The AMA said it created the Minority Affairs Consortium (MAC) to "address the specific needs of minority physicians and to stimulate and support efforts to train more minority physicians. The AMA's philanthropic arm, in collaboration with the MAC, awarded 12 students $10,000 scholarships under its AMA Foundation Minority Scholars Award program, for example.
"Five years ago, the AMA joined with the National Medical Association and the National Hispanic Medical Association to create the Commission to End Health Care Disparities," said Davis. "Our goal is to identify and study racial and ethnic health care disparities in order to eradicate them. We strongly support the "Doctors Back to School' program, which the AMA founded, to inspire minority students to become the next generation of minority physicians."
Davis also references the companion article by Robert B. Baker, PhD, and colleagues, which examines black-white relations over the history of U.S. medicine, outlining various instances in which equality was not upheld by the medical profession.
Among the harms he outlines from the article was the fact that the AMA listed African American physicians as "colored" in its physician directory in the early 20th century. Also, the AMA, he references, also was "silent" during the debates regarding the Civil Rights Act of 1964.
"These dishonorable acts of omission and commission reflected the social mores and racial segregation that existed during those times throughout much of the United States. But that context does not excuse them," Davis writes.

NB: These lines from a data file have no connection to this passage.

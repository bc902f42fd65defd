use std::path::Path;
use std::sync::{Mutex, MutexGuard};

use rusqlite::Connection;
use tracing::warn;

use crate::error::SQLError;
use crate::traits::{Row, SQLExec, SQLStore, SQLTx, Value};

/// SqliteStore is a SQLStore implementation backed by rusqlite (bundled SQLite).
///
/// A single connection is shared behind a mutex. Transactions hold the mutex
/// for their whole lifetime and start with `BEGIN IMMEDIATE`, so two writers
/// never interleave a read-compare-write sequence.
pub struct SqliteStore {
    conn: Mutex<Connection>,
}

impl SqliteStore {
    /// Open or create a SQLite database at the given path.
    pub fn open(path: &Path) -> Result<Self, SQLError> {
        let conn = Connection::open(path).map_err(|e| SQLError::Connection(e.to_string()))?;

        // Enable WAL mode for better concurrent read performance.
        conn.execute_batch("PRAGMA journal_mode=WAL; PRAGMA foreign_keys=ON;")
            .map_err(|e| SQLError::Connection(e.to_string()))?;

        Ok(Self {
            conn: Mutex::new(conn),
        })
    }

    /// Create an in-memory SQLite database (useful for tests).
    pub fn open_in_memory() -> Result<Self, SQLError> {
        let conn =
            Connection::open_in_memory().map_err(|e| SQLError::Connection(e.to_string()))?;
        conn.execute_batch("PRAGMA foreign_keys=ON;")
            .map_err(|e| SQLError::Connection(e.to_string()))?;
        Ok(Self {
            conn: Mutex::new(conn),
        })
    }

    fn lock(&self) -> Result<MutexGuard<'_, Connection>, SQLError> {
        self.conn
            .lock()
            .map_err(|e| SQLError::Connection(format!("connection mutex poisoned: {e}")))
    }
}

impl SQLExec for SqliteStore {
    fn query(&self, sql: &str, params: &[Value]) -> Result<Vec<Row>, SQLError> {
        let conn = self.lock()?;
        query_on(&conn, sql, params)
    }

    fn exec(&self, sql: &str, params: &[Value]) -> Result<u64, SQLError> {
        let conn = self.lock()?;
        exec_on(&conn, sql, params)
    }
}

impl SQLStore for SqliteStore {
    fn begin(&self) -> Result<Box<dyn SQLTx + '_>, SQLError> {
        let conn = self.lock()?;
        conn.execute_batch("BEGIN IMMEDIATE")
            .map_err(|e| SQLError::Transaction(e.to_string()))?;
        Ok(Box::new(SqliteTx {
            conn,
            finished: false,
        }))
    }
}

/// Transaction over the store's single connection.
struct SqliteTx<'a> {
    conn: MutexGuard<'a, Connection>,
    finished: bool,
}

impl SQLExec for SqliteTx<'_> {
    fn query(&self, sql: &str, params: &[Value]) -> Result<Vec<Row>, SQLError> {
        query_on(&self.conn, sql, params)
    }

    fn exec(&self, sql: &str, params: &[Value]) -> Result<u64, SQLError> {
        exec_on(&self.conn, sql, params)
    }
}

impl SQLTx for SqliteTx<'_> {
    fn commit(mut self: Box<Self>) -> Result<(), SQLError> {
        self.conn
            .execute_batch("COMMIT")
            .map_err(|e| SQLError::Transaction(e.to_string()))?;
        self.finished = true;
        Ok(())
    }
}

impl Drop for SqliteTx<'_> {
    fn drop(&mut self) {
        if self.finished {
            return;
        }
        if let Err(e) = self.conn.execute_batch("ROLLBACK") {
            warn!("sqlite rollback failed: {e}");
        }
    }
}

/// Convert our Value enum to rusqlite's ToSql.
fn bind_params(params: &[Value]) -> Vec<Box<dyn rusqlite::types::ToSql + '_>> {
    params
        .iter()
        .map(|v| -> Box<dyn rusqlite::types::ToSql + '_> {
            match v {
                Value::Null => Box::new(rusqlite::types::Null),
                Value::Integer(i) => Box::new(*i),
                Value::Real(f) => Box::new(*f),
                Value::Text(s) => Box::new(s.as_str()),
            }
        })
        .collect()
}

fn query_on(conn: &Connection, sql: &str, params: &[Value]) -> Result<Vec<Row>, SQLError> {
    let bound = bind_params(params);
    let param_refs: Vec<&dyn rusqlite::types::ToSql> = bound.iter().map(|b| b.as_ref()).collect();

    let mut stmt = conn
        .prepare(sql)
        .map_err(|e| SQLError::Query(e.to_string()))?;

    let column_names: Vec<String> = stmt
        .column_names()
        .iter()
        .map(|s| s.to_string())
        .collect();

    let rows = stmt
        .query_map(param_refs.as_slice(), |row| {
            let mut columns = Vec::with_capacity(column_names.len());
            for (i, name) in column_names.iter().enumerate() {
                columns.push((name.clone(), row_value_at(row, i)));
            }
            Ok(Row { columns })
        })
        .map_err(|e| SQLError::Query(e.to_string()))?;

    let mut result = Vec::new();
    for row in rows {
        result.push(row.map_err(|e| SQLError::Query(e.to_string()))?);
    }
    Ok(result)
}

fn exec_on(conn: &Connection, sql: &str, params: &[Value]) -> Result<u64, SQLError> {
    let bound = bind_params(params);
    let param_refs: Vec<&dyn rusqlite::types::ToSql> = bound.iter().map(|b| b.as_ref()).collect();

    let affected = conn
        .execute(sql, param_refs.as_slice())
        .map_err(|e| SQLError::Execution(e.to_string()))?;

    Ok(affected as u64)
}

/// Extract a Value from a rusqlite row at a given column index.
fn row_value_at(row: &rusqlite::Row, idx: usize) -> Value {
    // Try integer first, then real, then text, then null.
    if let Ok(i) = row.get::<_, i64>(idx) {
        return Value::Integer(i);
    }
    if let Ok(f) = row.get::<_, f64>(idx) {
        return Value::Real(f);
    }
    if let Ok(s) = row.get::<_, String>(idx) {
        return Value::Text(s);
    }
    Value::Null
}
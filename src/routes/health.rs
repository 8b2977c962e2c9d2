use crate::error::AppError;
use crate::metrics;
use crate::state::AppState;
use actix_web::{get, web, HttpResponse};
use serde_json::json;

#[get("/health")]
pub async fn health(state: web::Data<AppState>) -> HttpResponse {
    HttpResponse::Ok().json(json!({
        "status": "ok",
        "connections": state.registry.connection_count().await,
    }))
}

/// Prometheus text exposition
#[get("/metrics")]
pub async fn metrics_handler() -> Result<HttpResponse, AppError> {
    let body = metrics::render()?;
    Ok(HttpResponse::Ok()
        .content_type("text/plain; version=0.0.4")
        .body(body))
}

While noting the AMA's apology, Davis writes that the organization "recognizes that contrition cannot remove the stain left by a legacy of discrimination."
- Davis, Ronald M., "Achieving Racial Harmony for the Benefit of Patients and Communities: Contrition, Reconciliation, and Collaboration." JAMA, 300;3: pp. 323-325.
- Baker, Robert B., et. al., "African American Physicians and Organized Medicine, 1846-1968: Origins of a Racial Divide." JAMA, 300; 3: pp. 306-313.